Monday December 23 2019
manufacture

Technicians work on a new Polo Vivo at a newly opened assembly plant at Kenya's Thika town industrial area, on December 21, 2016. Africa can tap into the world market by setting up industrial zones. PHOTO | AFP

By DIANA MULILI

A peek into Africa’s crystal ball shows a continent confident in its future. It has the people, large reservoirs of the world’s most prized resources, and the post-digital advantage of huge amounts of knowledge from all the previous epochs. This sleeping giant’s iterations of learning, trying and failing, and achieving will be more rapid than the others – if we are deliberate about it.

This optimism is, however, enveloped in a context of great volatility, uncertainty, complexity, and ambiguity that comes with the ever-changing global markets and the real pressures of climate change – where growth for growth’s sake is not enough.

As Africa projects 60 years into the future, it must embrace the fact that its industries will be grappling with a radically different reality whose shape is simply not known. What matters is whether or not we can create competitive, inclusive, and resilient industries where there are opportunities, knowing we have to go beyond being observers of trends and be active builders.

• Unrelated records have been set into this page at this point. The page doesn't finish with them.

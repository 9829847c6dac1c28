//! Device command handlers: list, watch, set, reset.

use std::collections::HashMap;
use std::sync::Arc;
use std::time::Duration;

use serde::Serialize;
use tabled::Tabled;
use tokio::sync::broadcast::{self, error::RecvError};
use tracing::{debug, warn};

use brightline_core::{
    Backoff, BrightnessBackend, CommandOutcome, ConnectionState, CoreError, DeviceId, DeviceView,
    Session, SessionConfig, SessionHandle, Views,
};

use crate::cli::{GlobalOpts, OutputFormat, ResetArgs, SetArgs, WatchArgs};
use crate::config::Config;
use crate::error::CliError;
use crate::output;

// ── Table row ───────────────────────────────────────────────────────

#[derive(Tabled)]
struct DeviceRow {
    #[tabled(rename = "ID")]
    id: String,
    #[tabled(rename = "Name")]
    name: String,
    #[tabled(rename = "Brightness")]
    brightness: String,
    #[tabled(rename = "Range")]
    range: String,
    #[tabled(rename = "Center")]
    center: i32,
    #[tabled(rename = "State")]
    state: String,
}

impl DeviceRow {
    fn new(view: &DeviceView, color: bool) -> Self {
        Self {
            id: view.id.to_string(),
            name: view.display_name.clone(),
            brightness: view.label.clone(),
            range: view.range.to_string(),
            center: view.center,
            state: output::state_label(view.is_pending(), color),
        }
    }
}

// ── Command result ──────────────────────────────────────────────────

#[derive(Debug, Serialize)]
struct Applied {
    id: DeviceId,
    display_name: String,
    value: i32,
    sequence: u64,
    /// Backend acknowledged the request; always false with --no-wait.
    accepted: bool,
}

fn applied_detail(a: &Applied) -> String {
    let status = if a.accepted { "accepted" } else { "sent" };
    format!(
        "{} ({}) -> {}  [command #{}, {status}]",
        a.display_name, a.id, a.value, a.sequence
    )
}

enum Target {
    Value(i32),
    Center,
}

// ── Handlers ────────────────────────────────────────────────────────

pub async fn list(
    backend: Arc<dyn BrightnessBackend>,
    session_config: SessionConfig,
    global: &GlobalOpts,
) -> Result<(), CliError> {
    let wait = Duration::from_secs(global.wait);
    let views = Session::oneshot(backend, session_config, |session| async move {
        session.wait_for_snapshot(wait).await
    })
    .await?;

    let color = output::should_color(&global.color);
    let out = output::render_list(
        &global.output,
        views.as_slice(),
        |v| DeviceRow::new(v, color),
        |v| v.id.to_string(),
    )?;
    output::print_output(&out, global.quiet);
    Ok(())
}

pub async fn set(
    backend: Arc<dyn BrightnessBackend>,
    session_config: SessionConfig,
    args: &SetArgs,
    global: &GlobalOpts,
) -> Result<(), CliError> {
    let id = DeviceId::from(args.id.as_str());
    let target = Target::Value(args.value);
    run_command(backend, session_config, &id, target, args.no_wait, global).await
}

pub async fn reset(
    backend: Arc<dyn BrightnessBackend>,
    session_config: SessionConfig,
    args: &ResetArgs,
    global: &GlobalOpts,
) -> Result<(), CliError> {
    let id = DeviceId::from(args.id.as_str());
    run_command(backend, session_config, &id, Target::Center, args.no_wait, global).await
}

async fn run_command(
    backend: Arc<dyn BrightnessBackend>,
    session_config: SessionConfig,
    id: &DeviceId,
    target: Target,
    no_wait: bool,
    global: &GlobalOpts,
) -> Result<(), CliError> {
    let wait = Duration::from_secs(global.wait);
    let session = Session::start(backend, session_config);
    let result = apply(&session, id, target, no_wait, wait).await;
    session.shutdown().await;
    let applied = result?;

    let out = output::render_single(&global.output, &applied, applied_detail, |a| {
        a.sequence.to_string()
    })?;
    output::print_output(&out, global.quiet);
    Ok(())
}

async fn apply(
    session: &SessionHandle,
    id: &DeviceId,
    target: Target,
    no_wait: bool,
    wait: Duration,
) -> Result<Applied, CliError> {
    let views = session.wait_for_snapshot(wait).await?;
    let view = find(&views, id)?;

    if let Target::Value(value) = target {
        if !view.range.contains(value) {
            return Err(CliError::Validation {
                field: "value".into(),
                reason: format!("{value} is outside {} for '{id}'", view.range),
            });
        }
    }

    // Subscribe before sending so the outcome cannot be missed
    let mut outcomes = session.outcomes();
    let (sequence, value) = match target {
        Target::Value(value) => (session.set_brightness(id, value).await?, value),
        Target::Center => (session.reset(id).await?, view.center),
    };
    debug!(device = %id, sequence, value, "brightness command issued");

    // Session shutdown still waits for the request to land
    let accepted = if no_wait {
        false
    } else {
        let outcome = await_outcome(&mut outcomes, sequence, wait).await?;
        if let Some(err) = &outcome.error {
            return Err(command_failed(id, sequence, err));
        }
        outcome.succeeded()
    };

    Ok(Applied {
        id: id.clone(),
        display_name: view.display_name.clone(),
        value,
        sequence,
        accepted,
    })
}

fn find(views: &Views, id: &DeviceId) -> Result<Arc<DeviceView>, CliError> {
    views
        .iter()
        .find(|v| &v.id == id)
        .cloned()
        .ok_or_else(|| CliError::NotFound {
            identifier: id.to_string(),
        })
}

async fn await_outcome(
    outcomes: &mut broadcast::Receiver<CommandOutcome>,
    sequence: u64,
    wait: Duration,
) -> Result<CommandOutcome, CliError> {
    let matching = async {
        loop {
            match outcomes.recv().await {
                Ok(outcome) if outcome.sequence == sequence => return Ok(outcome),
                Ok(_) => {}
                Err(RecvError::Lagged(skipped)) => {
                    warn!(skipped, "outcome stream lagged");
                }
                Err(RecvError::Closed) => return Err(CoreError::SessionClosed),
            }
        }
    };
    tokio::time::timeout(wait, matching)
        .await
        .map_err(|_| CliError::Timeout {
            seconds: wait.as_secs(),
        })?
        .map_err(CliError::from)
}

fn command_failed(id: &DeviceId, sequence: u64, err: &CoreError) -> CliError {
    match err {
        CoreError::Command {
            device,
            sequence,
            message,
        } => CliError::CommandFailed {
            device: device.clone(),
            sequence: *sequence,
            message: message.clone(),
        },
        other => CliError::CommandFailed {
            device: id.to_string(),
            sequence,
            message: other.to_string(),
        },
    }
}

// ── Watch ───────────────────────────────────────────────────────────

enum WatchEnd {
    Interrupted,
    Lost(CoreError),
}

/// Print device changes until Ctrl-C, restarting the session with
/// backoff when the push channel is lost.
pub async fn watch(
    backend: Arc<dyn BrightnessBackend>,
    session_config: SessionConfig,
    cfg: &Config,
    args: &WatchArgs,
    global: &GlobalOpts,
) -> Result<(), CliError> {
    let mut backoff = if args.no_reconnect {
        None
    } else {
        cfg.reconnect_config().map(Backoff::new)
    };
    let mut printer = ChangePrinter::new(global);

    loop {
        let session = Session::start(Arc::clone(&backend), session_config.clone());
        let ended = follow(&session, &mut printer, backoff.as_mut()).await;
        session.shutdown().await;

        let err = match ended {
            WatchEnd::Interrupted => return Ok(()),
            WatchEnd::Lost(err) => err,
        };
        let Some(delay) = backoff.as_mut().and_then(Backoff::next_delay) else {
            return Err(err.into());
        };
        warn!(
            error = %err,
            delay_ms = u64::try_from(delay.as_millis()).unwrap_or(u64::MAX),
            "push channel lost, restarting session"
        );
        tokio::select! {
            _ = tokio::signal::ctrl_c() => return Ok(()),
            () = tokio::time::sleep(delay) => {}
        }
    }
}

async fn follow(
    session: &SessionHandle,
    printer: &mut ChangePrinter,
    mut backoff: Option<&mut Backoff>,
) -> WatchEnd {
    let mut devices = session.devices();
    let mut connection = session.connection_state();
    let mut reports = session.reports();
    let interrupt = tokio::signal::ctrl_c();
    tokio::pin!(interrupt);

    loop {
        if let Some(err) = lost(&connection.borrow_and_update()) {
            return WatchEnd::Lost(err);
        }

        tokio::select! {
            _ = &mut interrupt => return WatchEnd::Interrupted,
            views = devices.changed() => {
                let Some(views) = views else {
                    return WatchEnd::Lost(CoreError::SessionClosed);
                };
                if let Some(b) = backoff.as_deref_mut() {
                    b.reset();
                }
                printer.print(&views);
            }
            changed = connection.changed() => {
                if changed.is_err() {
                    return WatchEnd::Lost(CoreError::SessionClosed);
                }
            }
            report = reports.recv() => match report {
                Ok(err) => warn!(error = %err, "session report"),
                Err(RecvError::Lagged(skipped)) => warn!(skipped, "report stream lagged"),
                Err(RecvError::Closed) => return WatchEnd::Lost(CoreError::SessionClosed),
            },
        }
    }
}

fn lost(state: &ConnectionState) -> Option<CoreError> {
    match state {
        ConnectionState::Failed { reason } => Some(CoreError::ConnectionFailed {
            reason: reason.clone(),
        }),
        ConnectionState::Disconnected => Some(CoreError::Disconnected {
            reason: "push channel ended".into(),
        }),
        ConnectionState::Connecting | ConnectionState::Connected => None,
    }
}

/// Prints only devices whose view differs from the last one printed.
struct ChangePrinter {
    format: OutputFormat,
    color: bool,
    quiet: bool,
    last: HashMap<DeviceId, Arc<DeviceView>>,
}

impl ChangePrinter {
    fn new(global: &GlobalOpts) -> Self {
        Self {
            format: global.output.clone(),
            color: output::should_color(&global.color),
            quiet: global.quiet,
            last: HashMap::new(),
        }
    }

    fn print(&mut self, views: &Views) {
        let changed: Vec<&Arc<DeviceView>> = views
            .iter()
            .filter(|v| self.last.get(&v.id).is_none_or(|prev| prev != *v))
            .collect();
        let removed: Vec<DeviceId> = self
            .last
            .keys()
            .filter(|id| !views.iter().any(|v| &v.id == *id))
            .cloned()
            .collect();

        for view in &changed {
            self.emit_view(view);
        }
        for id in &removed {
            output::print_output(&format!("{id}  removed"), self.quiet);
        }

        self.last = views.iter().map(|v| (v.id.clone(), Arc::clone(v))).collect();
    }

    fn emit_view(&self, view: &DeviceView) {
        let line = match self.format {
            OutputFormat::Json | OutputFormat::JsonCompact => {
                serde_json::to_string(view).unwrap_or_default()
            }
            OutputFormat::Yaml => serde_yaml::to_string(view)
                .map(|y| format!("---\n{}", y.trim_end()))
                .unwrap_or_default(),
            OutputFormat::Plain => format!("{}\t{}", view.id, view.brightness),
            OutputFormat::Table => format!(
                "{}  {}  {}  {}",
                view.id,
                view.display_name,
                view.label,
                output::state_label(view.is_pending(), self.color)
            ),
        };
        output::print_output(&line, self.quiet);
    }
}

#[cfg(test)]
#[allow(clippy::unwrap_used)]
mod tests {
    use brightline_core::{MemoryBackend, SimulatedDisplay};

    use super::*;

    fn backend() -> MemoryBackend {
        MemoryBackend::new(vec![SimulatedDisplay::new("D1", "Main", 0)])
            .with_latency(Duration::from_millis(120))
    }

    #[tokio::test(start_paused = true)]
    async fn no_wait_is_delivered_by_shutdown() {
        let backend = backend();
        let session = Session::start(Arc::new(backend.clone()), SessionConfig::default());

        let applied = apply(
            &session,
            &DeviceId::from("D1"),
            Target::Value(30),
            true,
            Duration::from_secs(5),
        )
        .await
        .unwrap();
        assert!(!applied.accepted);

        session.shutdown().await;
        let requests = backend.requests();
        assert_eq!(requests.len(), 1);
        assert_eq!(requests[0].value, 30);
        assert_eq!(backend.displays()[0].brightness, 30);
    }

    #[tokio::test(start_paused = true)]
    async fn waited_reset_reports_acceptance() {
        let backend = backend();
        backend.set_external("D1", 70);
        let session = Session::start(Arc::new(backend.clone()), SessionConfig::default());

        let applied = apply(
            &session,
            &DeviceId::from("D1"),
            Target::Center,
            false,
            Duration::from_secs(5),
        )
        .await
        .unwrap();
        session.shutdown().await;

        assert!(applied.accepted);
        assert_eq!(applied.value, 0);
        assert_eq!(backend.displays()[0].brightness, 0);
    }
}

What is known is that those industries must provide jobs for an increasing number of people. In the next two decades, Africa will need to provide jobs for 450 million people joining the labour market. East Africa alone needs to create 7,000 new jobs daily to keep pace with demographic change. All these people cannot work in the same industries. We must and can create opportunities as diverse as the continent itself.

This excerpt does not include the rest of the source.